Benito Martínez es un nombre que los cubanos no deberíamos olvidar: vivió en tres siglos diferentes. Aunque con respecto a la fecha de su nacimiento hay incertidumbre, lo cierto es que sobrepasó, por mucho, la barrera de los 100 años, edad merecedora de admiración y respeto.
No podríamos presentarlo como el cubano más longevo, porque ciertamente no nació en Cuba. Vio la luz en Haití, según reconocen varios medios, en 1880, y cuando tenía unos 40 años llegó a una isla muy cercana a su tierra natal.
Santiago de Cuba y Ciego de Ávila fueron las provincias que dieron cobijo a este hombre y lo arroparon como un coterráneo más. Benito se convirtió en cubano y luego obtuvo esta nacionalidad. Sembró, cortó y alzó caña, participó en la construcción de un tramo de la carretera central, transmitió las tradiciones ancestrales: bembé, lakú y vudú…

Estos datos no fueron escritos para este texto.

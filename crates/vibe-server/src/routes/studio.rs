//! Generation and critique endpoints
//!
//! Remix and roast count against the free plan's monthly limit for
//! identified callers.

use super::{credential, json, json_body, with_state};
use crate::error::{finish, ApiError};
use crate::state::AppState;
use serde::{Deserialize, Serialize};
use warp::filters::BoxedFilter;
use warp::reply::Response;
use warp::Filter;
use vibe_genai::InlineImage;

/// `POST /api/generate/from-text`
#[derive(Debug, Clone, Default, Deserialize)]
#[serde(rename_all = "camelCase", default)]
pub struct TextRequest {
    pub prompt: String,
    pub style: Option<String>,
}

/// `POST /api/generate/from-image`
#[derive(Debug, Clone, Default, Deserialize)]
#[serde(rename_all = "camelCase", default)]
pub struct ImageRequest {
    /// Base64 data or a `data:` URL
    pub image: String,
    pub mime_type: String,
    pub prompt: Option<String>,
    pub style: Option<String>,
}

/// `POST /api/remix`
#[derive(Debug, Clone, Default, Deserialize)]
#[serde(default)]
pub struct RemixRequest {
    pub html: String,
    pub instruction: String,
}

/// `POST /api/copy`
#[derive(Debug, Clone, Default, Deserialize)]
#[serde(default)]
pub struct CopyRequest {
    pub text: String,
    pub instruction: Option<String>,
}

/// Screenshot analyses
#[derive(Debug, Clone, Default, Deserialize)]
#[serde(rename_all = "camelCase", default)]
pub struct AnalysisRequest {
    pub image: String,
    pub mime_type: String,
}

#[derive(Debug, Serialize)]
struct HtmlReply {
    html: String,
}

#[derive(Debug, Serialize)]
struct TextReply {
    text: String,
}

#[derive(Debug, Clone, Copy, PartialEq, Eq)]
enum Analysis {
    Roast,
    VibeScore,
    Heatmap,
    BrandMatch,
}

impl Analysis {
    const fn path(self) -> &'static str {
        match self {
            Self::Roast => "roast",
            Self::VibeScore => "vibe-score",
            Self::Heatmap => "heatmap",
            Self::BrandMatch => "brand-match",
        }
    }

    const fn is_metered(self) -> bool {
        matches!(self, Self::Roast)
    }
}

pub(crate) fn routes(state: &AppState) -> BoxedFilter<(Response,)> {
    let limit = state.body_limit;

    let text_route = warp::path!("api" / "generate" / "from-text")
        .and(warp::post())
        .and(with_state(state.clone()))
        .and(credential())
        .and(json_body::<TextRequest>(limit))
        .and_then(|state, credential, body| async move { finish(from_text(state, credential, body).await) });

    let image_route = warp::path!("api" / "generate" / "from-image")
        .and(warp::post())
        .and(with_state(state.clone()))
        .and(credential())
        .and(json_body::<ImageRequest>(limit))
        .and_then(|state, credential, body| async move { finish(from_image(state, credential, body).await) });

    let remix_route = warp::path!("api" / "remix")
        .and(warp::post())
        .and(with_state(state.clone()))
        .and(credential())
        .and(json_body::<RemixRequest>(limit))
        .and_then(|state, credential, body| async move { finish(remix(state, credential, body).await) });

    let copy_route = warp::path!("api" / "copy")
        .and(warp::post())
        .and(with_state(state.clone()))
        .and(credential())
        .and(json_body::<CopyRequest>(limit))
        .and_then(|state, credential, body| async move { finish(copy(state, credential, body).await) });

    text_route
        .or(image_route)
        .unify()
        .or(remix_route)
        .unify()
        .or(copy_route)
        .unify()
        .or(analysis(state, Analysis::Roast))
        .unify()
        .or(analysis(state, Analysis::VibeScore))
        .unify()
        .or(analysis(state, Analysis::Heatmap))
        .unify()
        .or(analysis(state, Analysis::BrandMatch))
        .unify()
        .boxed()
}

fn analysis(state: &AppState, kind: Analysis) -> BoxedFilter<(Response,)> {
    warp::path("api")
        .and(warp::path(kind.path()))
        .and(warp::path::end())
        .and(warp::post())
        .and(with_state(state.clone()))
        .and(credential())
        .and(json_body::<AnalysisRequest>(state.body_limit))
        .and_then(move |state, credential, body| async move { finish(analyse(state, credential, kind, body).await) })
        .boxed()
}

async fn from_text(state: AppState, credential: Option<String>, body: TextRequest) -> Result<Response, ApiError> {
    state.caller(credential.as_deref()).await?;
    let page = state
        .critic
        .generate_page(Some(&body.prompt), None, body.style.as_deref())
        .await?;
    Ok(json(&page))
}

async fn from_image(state: AppState, credential: Option<String>, body: ImageRequest) -> Result<Response, ApiError> {
    state.caller(credential.as_deref()).await?;
    let image = inline_image(body.image, body.mime_type)?;
    let page = state
        .critic
        .generate_page(body.prompt.as_deref(), Some(image), body.style.as_deref())
        .await?;
    Ok(json(&page))
}

async fn remix(state: AppState, credential: Option<String>, body: RemixRequest) -> Result<Response, ApiError> {
    let caller = state.caller(credential.as_deref()).await?;
    state.check_usage(caller.as_ref()).await?;
    let html = state.critic.remix_fragment(&body.html, &body.instruction).await?;
    Ok(json(&HtmlReply { html }))
}

async fn copy(state: AppState, credential: Option<String>, body: CopyRequest) -> Result<Response, ApiError> {
    state.caller(credential.as_deref()).await?;
    let text = state.critic.polish_text(&body.text, body.instruction.as_deref()).await?;
    Ok(json(&TextReply { text }))
}

async fn analyse(
    state: AppState,
    credential: Option<String>,
    kind: Analysis,
    body: AnalysisRequest,
) -> Result<Response, ApiError> {
    let caller = state.caller(credential.as_deref()).await?;
    if kind.is_metered() {
        state.check_usage(caller.as_ref()).await?;
    }
    let image = inline_image(body.image, body.mime_type)?;
    let critic = &state.critic;
    Ok(match kind {
        Analysis::Roast => json(&critic.roast(image).await?),
        Analysis::VibeScore => json(&critic.vibe_score(image).await?),
        Analysis::Heatmap => json(&critic.heatmap(image).await?),
        Analysis::BrandMatch => json(&critic.brand_match(image).await?),
    })
}

/// Accept raw base64 or a `data:<mime>;base64,` URL
fn inline_image(image: String, mime_type: String) -> Result<InlineImage, ApiError> {
    if image.trim().is_empty() {
        return Err(ApiError::BadRequest("Image is required".to_owned()));
    }
    let Some(rest) = image.strip_prefix("data:") else {
        return Ok(InlineImage::new(mime_type, image));
    };
    let (header, data) = rest
        .split_once(',')
        .ok_or_else(|| ApiError::BadRequest("Malformed data URL".to_owned()))?;
    let declared = header
        .strip_suffix(";base64")
        .ok_or_else(|| ApiError::BadRequest("Data URL must be base64-encoded".to_owned()))?;
    let mime_type = if mime_type.trim().is_empty() { declared.to_owned() } else { mime_type };
    Ok(InlineImage::new(mime_type, data))
}

#[cfg(test)]
mod tests {
    use super::*;
    use pretty_assertions::assert_eq;

    #[test]
    fn data_urls_carry_their_mime_type() {
        let image = inline_image("data:image/jpeg;base64,AAAA".into(), String::new()).unwrap();
        assert_eq!(image, InlineImage::new("image/jpeg", "AAAA"));

        let explicit = inline_image("data:image/jpeg;base64,AAAA".into(), "image/png".into()).unwrap();
        assert_eq!(explicit.mime_type, "image/png");

        let raw = inline_image("AAAA".into(), "image/webp".into()).unwrap();
        assert_eq!(raw, InlineImage::new("image/webp", "AAAA"));
    }

    #[test]
    fn malformed_images_are_rejected() {
        assert!(inline_image("  ".into(), "image/png".into()).is_err());
        assert!(inline_image("data:image/png;base64".into(), String::new()).is_err());
        assert!(inline_image("data:text/plain,hello".into(), String::new()).is_err());
    }

    #[test]
    fn only_roast_is_metered() {
        let metered: Vec<_> = [Analysis::Roast, Analysis::VibeScore, Analysis::Heatmap, Analysis::BrandMatch]
            .into_iter()
            .filter(|kind| kind.is_metered())
            .map(Analysis::path)
            .collect();
        assert_eq!(metered, vec!["roast"]);
    }
}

La vida de este ser parece sacada de una obra de ciencia ficción, según él mismo confesó. Nació en la “primera república fundada por africanos esclavizados en América”; luego migró a Cuba con el anhelo “de ganar dinero con el que comprar una pequeña finca en la tierra de origen” y vivió por más de 80 años en el mismo lugar. Pasada la barrera del centenario, se convirtió en una especie de atracción turística a la que iban a visitar y fotografiar constantemente.
Su fama llegó tan lejos que llegó a manejarse la opción de un récord Guinness como la “persona más vieja del mundo”, pero no tenía un documento oficial que avalara su fecha de nacimiento. Actualmente su rostro se exhibe, entre otros, en el salón de la fama del Hotel Nacional de Cuba, al lado de reconocidas personalidades, a nivel nacional e internacional. Al momento de su inclusión en el Club de los 120 años, Benito tenía 124 y así quedó inmortalizado en ese cuadro que se expone en la instalación habanera. No obstante, vivió un poco más.
Su fallecimiento fue reseñado en varios medios cubanos y foráneos. En esos sitios se resaltó que la clave de su su larga vida estaba en una dieta rica en vegetales frescos, con algo de carne. Además de ello, aunque tenía preferencia por la carne de puerco, solo la ingería cuando tenía la posibilidad, como mismo hacía con el pollo y la leche. Otra de las claves para vivir largo tiempo, dijo, consistía en trabajar mucho.
Tuvo el apodo de «avión». Este se debía, en gran medida, a cómo corría, sin zapatos y a toda velocidad, enormes distancias. No hubo ninguna faena imposible para Benito.
No tuvo hijos, pero se dio a querer entre todos sus vecinos. No estuvo solo en sus últimos años. Falleció en Ciego de Ávila, en 2006, a la edad de 126 años. De acuerdo con Juventud Rebelde, en sus últimos días estuvo «aquejado de una cardiopatía que se complicó con una bronconeumonía».
Nunca perdió el vínculo con Haití. Decía que quería ir a visitar a todos los haitianos que, para él, eran su familia, pues no conocía pariente alguno.